15 passi dal forno crematorio allo zoo di Buchenwald – il nuovo saggio di Mohnhaupt

di Redazione | 15.02.2021

Quindici passi dal forno crematorio allo zoo di Buchenwald. Gli animali possono spiegare la bestialità del potere? Si può studiare la propaganda di ieri per capire quella di oggi? In Bestiario nazista Jan Mohnhaupt  dimostra che non solo è possibile, ma anche utile per imparare a decostruire i linguaggi che ci circondano. L’orrore del nazismo […]


Quindici passi dal forno crematorio allo zoo di Buchenwald.

Gli animali possono spiegare la bestialità del potere? Si può studiare la propaganda di ieri per capire quella di oggi?

In Bestiario nazista Jan Mohnhaupt  dimostra che non solo è possibile, ma anche utile per imparare a decostruire i linguaggi che ci circondano.

L’orrore del nazismo raccontato dal giovane storico Jan Mohnhaupt in un saggio che mette in luce il ruolo totemico degli animali nella propaganda di regime.

Bestiario nazista

Jan Mohnhaupt, Bestiario nazista



In questo saggio il giovane storico tedesco scopre un capitolo trascurato della storia del nazionalsocialismo, quello degli animali nella vita quotidiana e nell’ideologia della dittatura. Fonti e documenti per lo più inediti raccontano il modo in cui la propaganda utilizzava gli animali per fomentare l’odio razziale e sostenere la superiorità ariana, fra uomini che diventano bestie, bestie assurte a uomini, animali padroni e animali schiavi.

Le aberrazioni naziste vengono analizzate attraverso la lente di una categoria animale: dal lupo come principio totemico ai leoni di Göring, dai gatti «infedeli quanto gli ebrei» fino ai maiali dominatori, dai milioni di cavalli impiegati sul fronte orientale fino ai coleotteri delle patate utilizzati come arma bellica.
Diari, manuali scolastici, riviste d’epoca mostrano la glorificazione dei bachi da seta, che dovevano sostenere la produzione tessile del Reich, e quella dei cervi, simbolo della primigenia foresta germanica, mentre pidocchi e pulci venivano raffigurati con il tricolore del nemico. E ancora, dai numerosi cani-lupo del «vegetariano» Hitler alle pulci che i prigionieri mettevano nelle divise delle SS, in un estremo atto di ribellione, fino agli orsi dello zoo di Buchenwald, costruito per il diletto delle guardie carcerarie.

Il sorprendente saggio di Mohnhaupt inizia proprio raccontando la storia del «giardino zoologico» a ridosso del campo di concentramento di Buchenwald, le sue regole e l’assurdo mantenimento degli animali. Uno zoo piccolo, che però ospitava scimmie, pesci rossi, voliere piene di uccelli e persino orsi. Questo spazio dedicato esclusivamente ai carcerieri e alle loro famiglie venne interamente costruito dai prigionieri del lager.

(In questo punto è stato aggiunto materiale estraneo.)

//! # Omega Core
//!
//! Client-side state for the Omega dashboard: who is signed in, their friends,
//! transient notifications and the navigation table, all talking to the Omega
//! REST API.
//!
//! ## Architecture Overview
//!
//! ```text
//! ┌─────────────────────────────────────────────────────────────────────────┐
//! │                         OMEGA CORE MODULES                              │
//! ├─────────────────────────────────────────────────────────────────────────┤
//! │                                                                         │
//! │  ┌─────────────┐  ┌─────────────┐  ┌─────────────┐  ┌──────────────┐   │
//! │  │   Session   │  │   Social    │  │   Notify    │  │    Router    │   │
//! │  │             │  │             │  │             │  │              │   │
//! │  │ - Register  │  │ - Search    │  │ - Toasts    │  │ - Route table│   │
//! │  │ - Login     │  │ - Friends   │  │ - Confirm   │  │ - Admin guard│   │
//! │  │ - Logout    │  │ - Add friend│  │   dialogs   │  │ - Redirects  │   │
//! │  └──────┬──────┘  └──────┬──────┘  └─────────────┘  └──────┬───────┘   │
//! │         │                │                                 │           │
//! │         └───────┬────────┘                                 │           │
//! │                 ▼                                          ▼           │
//! │  ┌─────────────────────────────┐          ┌──────────────────────────┐ │
//! │  │            Api              │          │         Storage          │ │
//! │  │ - reqwest, bearer auth      │          │ - "token" / "user" keys  │ │
//! │  │ - server payload on errors  │          │ - memory or JSON file    │ │
//! │  └─────────────────────────────┘          └──────────────────────────┘ │
//! │                                                                         │
//! └─────────────────────────────────────────────────────────────────────────┘
//! ```
//!
//! ## Module Hierarchy
//!
//! - [`error`] - Error types for the entire library
//! - [`config`] - Endpoint, timeouts, admin allow-list
//! - [`models`] - User profiles and request bodies
//! - [`storage`] - Durable session key/value storage
//! - [`api`] - REST transport
//! - [`session`] - Authentication state
//! - [`social`] - Friend search and friend list
//! - [`notify`] - Toasts and confirmation dialogs
//! - [`router`] - Route table and guards
//!
//! ## Usage
//!
//! ```ignore
//! use omega_core::{ClientConfig, OmegaClient};
//!
//! let client = OmegaClient::from_config(ClientConfig::from_env())?;
//! client.session().login("ann", "secret").await?;
//! client.social().get_friends().await;
//! println!("{} friends", client.social().snapshot().friends.len());
//! ```

#![warn(missing_docs)]
#![warn(rustdoc::missing_crate_level_docs)]

// ============================================================================
// MODULE DECLARATIONS
// ============================================================================

pub mod api;
pub mod config;
pub mod error;
pub mod models;
pub mod notify;
pub mod router;
pub mod session;
pub mod social;
pub mod storage;
/// Wall-clock helpers.
pub mod time;

#[cfg(test)]
mod testing;

// ============================================================================
// RE-EXPORTS
// ============================================================================

pub use config::{AuthFailurePolicy, ClientConfig};
pub use error::{Error, Result};
pub use models::{FriendRecord, UserId, UserProfile};
pub use notify::{NotificationQueue, Toast, ToastId, ToastKind};
pub use router::{Route, Router};
pub use session::{Session, SessionStore};
pub use social::{SocialState, SocialStore};
pub use storage::{FileStorage, MemoryStorage, SessionStorage};

// ============================================================================
// CLIENT CONTEXT
// ============================================================================

use std::sync::Arc;

use api::ApiClient;

/// One client instance: every store, wired to the same configuration, storage
/// and HTTP client.
///
/// ## Lifecycle
///
/// ```text
/// ┌─────────────────────────────────────────────────────────────────────────┐
/// │                        OMEGA CLIENT LIFECYCLE                           │
/// ├─────────────────────────────────────────────────────────────────────────┤
/// │                                                                         │
/// │  1. Construct                                                          │
/// │     OmegaClient::new(config, storage)                                  │
/// │       ──► build HTTP client                                            │
/// │       ──► restore session from storage                                │
/// │       ──► router at "/", empty social state, empty toast queue         │
/// │            │                                                           │
/// │            ▼                                                           │
/// │  2. Use                                                                │
/// │     session() / social() / notifications() / router()                  │
/// │            │                                                           │
/// │            ▼                                                           │
/// │  3. Shutdown                                                           │
/// │     shutdown()                                                         │
/// │       ──► in-flight requests resolve with ShutdownInProgress           │
/// │       ──► toast timers aborted, pending confirmations cancelled        │
/// │                                                                         │
/// └─────────────────────────────────────────────────────────────────────────┘
/// ```
#[derive(Clone)]
pub struct OmegaClient {
    config: Arc<ClientConfig>,
    api: ApiClient,
    session: SessionStore,
    social: SocialStore,
    notifications: NotificationQueue,
    router: Router,
}

impl OmegaClient {
    /// Build a client over an explicit storage backend.
    pub fn new(config: ClientConfig, storage: Arc<dyn SessionStorage>) -> Result<Self> {
        tracing::info!(
            api = %config.api_base_url,
            "Initializing Omega client v{}",
            env!("CARGO_PKG_VERSION")
        );

        let config = Arc::new(config);
        let api = ApiClient::new(Arc::clone(&config))?;
        let session = SessionStore::new(api.clone(), Arc::clone(&storage));
        let router = Router::new(Arc::clone(&config), storage);
        let social = SocialStore::new(
            api.clone(),
            session.clone(),
            router.clone(),
            config.auth_failure_policy,
        );
        let notifications = NotificationQueue::new(config.default_toast_duration);

        Ok(Self {
            config,
            api,
            session,
            social,
            notifications,
            router,
        })
    }

    /// Build a client, persisting the session under `config.data_dir` when set
    /// and keeping it in memory otherwise.
    pub fn from_config(config: ClientConfig) -> Result<Self> {
        let storage: Arc<dyn SessionStorage> = match config.data_dir {
            Some(ref dir) => Arc::new(FileStorage::in_dir(dir)),
            None => Arc::new(MemoryStorage::new()),
        };
        Self::new(config, storage)
    }

    /// Configuration in use.
    pub fn config(&self) -> &ClientConfig {
        &self.config
    }

    /// Authentication state.
    pub fn session(&self) -> &SessionStore {
        &self.session
    }

    /// Friends and search.
    pub fn social(&self) -> &SocialStore {
        &self.social
    }

    /// Toasts and confirmations.
    pub fn notifications(&self) -> &NotificationQueue {
        &self.notifications
    }

    /// Navigation.
    pub fn router(&self) -> &Router {
        &self.router
    }

    /// Cancel in-flight requests, stop toast timers and cancel pending
    /// confirmations. Stores stay readable afterwards.
    pub fn shutdown(&self) {
        tracing::info!("Shutting down Omega client");
        self.api.shutdown();
        self.notifications.shutdown();
    }
}

// ============================================================================
// VERSION INFO
// ============================================================================

/// Returns the version of Omega Core
pub fn version() -> &'static str {
    env!("CARGO_PKG_VERSION")
}

// ============================================================================
// TESTS
// ============================================================================
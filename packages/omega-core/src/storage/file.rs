//! JSON-file session storage.
//!
//! The whole key space lives in one small JSON object. Every mutation rewrites
//! it with an atomic write (temp file, then rename) so a crash never leaves a
//! token without its user or the other way round. Reads always go to disk, so
//! edits made by another process are visible on the next read.

use parking_lot::Mutex;
use std::collections::BTreeMap;
use std::path::{Path, PathBuf};

use super::SessionStorage;
use crate::error::{Error, Result};

/// File name used by [`FileStorage::in_dir`].
pub const SESSION_FILE_NAME: &str = "session.json";

/// Session storage persisted to a JSON file.
#[derive(Debug)]
pub struct FileStorage {
    path: PathBuf,
    /// Serializes read-modify-write cycles within this process.
    write_lock: Mutex<()>,
}

impl FileStorage {
    /// Use the file at `path`. It is created on first write.
    pub fn open(path: impl Into<PathBuf>) -> Self {
        let path = path.into();
        tracing::debug!(path = %path.display(), "Using file session storage");
        Self {
            path,
            write_lock: Mutex::new(()),
        }
    }

    /// Use `session.json` inside `dir`.
    pub fn in_dir(dir: impl AsRef<Path>) -> Self {
        Self::open(dir.as_ref().join(SESSION_FILE_NAME))
    }

    /// Path of the backing file.
    pub fn path(&self) -> &Path {
        &self.path
    }

    fn read_map(&self) -> Result<BTreeMap<String, String>> {
        if !self.path.exists() {
            return Ok(BTreeMap::new());
        }

        let contents = std::fs::read_to_string(&self.path)
            .map_err(|e| Error::StorageReadError(format!("{}: {}", self.path.display(), e)))?;

        match serde_json::from_str(&contents) {
            Ok(map) => Ok(map),
            Err(e) => {
                tracing::warn!(
                    error = %e,
                    path = %self.path.display(),
                    "Session file is corrupt, treating it as empty"
                );
                Ok(BTreeMap::new())
            }
        }
    }

    fn write_map(&self, map: &BTreeMap<String, String>) -> Result<()> {
        let json = serde_json::to_string_pretty(map)?;

        if let Some(parent) = self.path.parent() {
            if !parent.as_os_str().is_empty() {
                std::fs::create_dir_all(parent).map_err(|e| {
                    Error::StorageWriteError(format!("{}: {}", parent.display(), e))
                })?;
            }
        }

        let tmp_path = self.path.with_extension("json.tmp");
        std::fs::write(&tmp_path, json)
            .map_err(|e| Error::StorageWriteError(format!("{}: {}", tmp_path.display(), e)))?;

        if let Err(e) = std::fs::rename(&tmp_path, &self.path) {
            let _ = std::fs::remove_file(&tmp_path);
            return Err(Error::StorageWriteError(format!(
                "{}: {}",
                self.path.display(),
                e
            )));
        }

        Ok(())
    }
}

impl SessionStorage for FileStorage {
    fn retrieve(&self, key: &str) -> Result<Option<String>> {
        Ok(self.read_map()?.remove(key))
    }

    fn store_all(&self, entries: &[(&str, &str)]) -> Result<()> {
        let _guard = self.write_lock.lock();
        let mut map = self.read_map()?;
        for (key, value) in entries {
            map.insert(key.to_string(), value.to_string());
        }
        self.write_map(&map)
    }

    fn delete_all(&self, keys: &[&str]) -> Result<()> {
        let _guard = self.write_lock.lock();
        let mut map = self.read_map()?;
        let before = map.len();
        for key in keys {
            map.remove(*key);
        }
        if map.len() == before && !self.path.exists() {
            return Ok(());
        }
        self.write_map(&map)
    }
}

// ============================================================================
// TESTS
// ============================================================================

#[cfg(test)]
mod tests {
    use super::*;

    #[test]
    fn test_values_survive_reopen() {
        let dir = tempfile::tempdir().unwrap();

        let storage = FileStorage::in_dir(dir.path());
        storage
            .store_all(&[("token", "abc"), ("user", r#"{"username":"ann"}"#)])
            .unwrap();

        let reopened = FileStorage::in_dir(dir.path());
        assert_eq!(reopened.retrieve("token").unwrap().as_deref(), Some("abc"));
        assert!(reopened.exists("user").unwrap());
        assert!(!dir.path().join("session.json.tmp").exists());
    }

    #[test]
    fn test_delete_all_removes_keys_together() {
        let dir = tempfile::tempdir().unwrap();
        let storage = FileStorage::in_dir(dir.path());

        storage
            .store_all(&[("token", "abc"), ("user", "{}"), ("theme", "dark")])
            .unwrap();
        storage.delete_all(&["token", "user"]).unwrap();

        assert!(storage.retrieve("token").unwrap().is_none());
        assert!(storage.retrieve("user").unwrap().is_none());
        assert_eq!(storage.retrieve("theme").unwrap().as_deref(), Some("dark"));
    }

    #[test]
    fn test_missing_file_reads_empty_and_delete_does_not_create_it() {
        let dir = tempfile::tempdir().unwrap();
        let storage = FileStorage::in_dir(dir.path().join("nested"));

        assert!(storage.retrieve("token").unwrap().is_none());
        storage.delete_all(&["token"]).unwrap();
        assert!(!storage.path().exists());
    }

    #[test]
    fn test_corrupt_file_reads_empty() {
        let dir = tempfile::tempdir().unwrap();
        let storage = FileStorage::in_dir(dir.path());
        std::fs::write(storage.path(), "not json at all").unwrap();

        assert!(storage.retrieve("token").unwrap().is_none());

        // The next write replaces the corrupt document
        storage.store("token", "fresh").unwrap();
        assert_eq!(storage.retrieve("token").unwrap().as_deref(), Some("fresh"));
    }

    #[test]
    fn test_unwritable_location_is_a_write_error() {
        let dir = tempfile::tempdir().unwrap();
        let blocker = dir.path().join("blocker");
        std::fs::write(&blocker, "a file, not a directory").unwrap();

        let storage = FileStorage::in_dir(&blocker);
        let err = storage.store("token", "abc").unwrap_err();
        assert!(matches!(err, Error::StorageWriteError(_)));
        assert_eq!(err.code(), 401);
    }
}
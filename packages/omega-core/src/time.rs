/// Wall-clock helpers.

/// Returns the current Unix timestamp in milliseconds.
pub fn now_timestamp_millis() -> i64 {
    chrono::Utc::now().timestamp_millis()
}

// ============================================================================
// TESTS
// ============================================================================
use std::future::Future;
use std::pin::Pin;
use std::task::{Context, Poll};
use tokio::sync::oneshot;

use crate::error::{Error, Result};

/// What the confirmation dialog shows.
#[derive(Debug, Clone, Default, PartialEq, Eq)]
pub struct ConfirmState {
    /// Whether a dialog is open
    pub visible: bool,
    /// Dialog title, empty when hidden
    pub title: String,
    /// Dialog body, empty when hidden
    pub message: String,
    /// Requests waiting behind the visible one
    pub queued: usize,
}

pub(super) struct ConfirmRequest {
    pub(super) title: String,
    pub(super) message: String,
    resolve: oneshot::Sender<bool>,
}

impl ConfirmRequest {
    pub(super) fn new(title: String, message: String) -> (Self, PendingConfirm) {
        let (resolve, rx) = oneshot::channel();
        (
            Self {
                title,
                message,
                resolve,
            },
            PendingConfirm { rx },
        )
    }

    /// Settle the request. Returns `false` if nobody is waiting any more.
    pub(super) fn resolve(self, result: bool) -> bool {
        self.resolve.send(result).is_ok()
    }
}

/// The user's answer to a confirmation, once given.
///
/// Resolves to `Err(Error::ConfirmationCancelled)` if the queue is shut down
/// before the user answers.
#[must_use = "the answer is only observable by awaiting this future"]
#[derive(Debug)]
pub struct PendingConfirm {
    rx: oneshot::Receiver<bool>,
}

impl Future for PendingConfirm {
    type Output = Result<bool>;

    fn poll(mut self: Pin<&mut Self>, cx: &mut Context<'_>) -> Poll<Self::Output> {
        Pin::new(&mut self.rx)
            .poll(cx)
            .map(|answer| answer.map_err(|_| Error::ConfirmationCancelled))
    }
}
use crate::types::{CustomerId, TransactionId};

/// Error type that can be returned by fallible operations in this crate
#[derive(Debug, thiserror::Error)]
pub enum Error {
    /// Error reading or writing CSV files; could wrap IO or parsing errors
    #[error("Error processing CSV: {0}")]
    Load(#[from] csv::Error),
    /// Error opening an input file or writing output
    #[error("IO error: {0}")]
    Io(#[from] std::io::Error),
    /// Error serializing chart data
    #[error("Error serializing JSON: {0}")]
    Json(#[from] serde_json::Error),
    /// A [`Transaction`](crate::types::Transaction) refers to a customer that does not exist.
    /// The join reports this and leaves the transaction out, it never aborts.
    #[error("Transaction {transaction} refers to unknown customer {customer}")]
    UnresolvedReference {
        /// The transaction that could not be joined
        transaction: TransactionId,
        /// The customer id it refers to
        customer: CustomerId,
    },
    /// Two customers share an id, so lookups would be ambiguous
    #[error("Customer {0} appears more than once")]
    DuplicateCustomer(CustomerId),
    /// Two transactions share an id
    #[error("Transaction {0} appears more than once")]
    DuplicateTransaction(TransactionId),
}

Il recinto degli orsi distava infatti appena quindici passi dai forni crematori.

Il fatto che esistesse un luogo per lo svago a pochi metri da dove venivano mandate a morte migliaia di persone ci fa pensare a quanto scriveva Piotr Cywiński, il direttore dell’Auschwitz-Birkenau State Museum, nel saggio Non c’è una fine, da noi pubblicato nel 2017: «Come si è arrivati a questo? La risposta a domande di tale portata è spiacevole e lascia poco spazio a giustificazioni retoriche. In misura maggiore o minore, mostra l’indifferenza umana».

Non c’è una fine

Piotr Cywinski, Non c’è una fine

Un’ulteriore bestiale trivialità imponeva ai prigionieri di Buchenwald, oltre allo sforzo fisico, anche il sacrificio alimentare, dal momento che il cibo per gli orsi veniva sottratto alla loro misera razione quotidiana. La girandola di perversione arrivava a punire alcuni prigionieri, dandoli in pasto agli animali, o a promuoverne altri a custodi degli orsi. Un impiego molto ambito, perché solo i custodi avevano accesso a preziose scorte di carne e miele.

Ad ammaestrare gli animali, inoltre, venivano scelti i prigionieri di etnia sinti o rom, giudicati dai nazisti «naturalmente» predisposti per questo tipo di interazione.

Grazie a una chiave di lettura del tutto originale non solo emergono aspetti poco conosciuti della persecuzione razziale, ma viene anche sfatato il mito del nazismo come ideologia «animalista», portando alla luce le sue folli contraddizioni.

In queste pagine intense, eppure delicate e mai scabrose, si dispiega tutta l’assurdità del potere, insieme alle insidie, sempre in agguato, del suo linguaggio. Un testo illuminante che ci porta fino ai nostri giorni.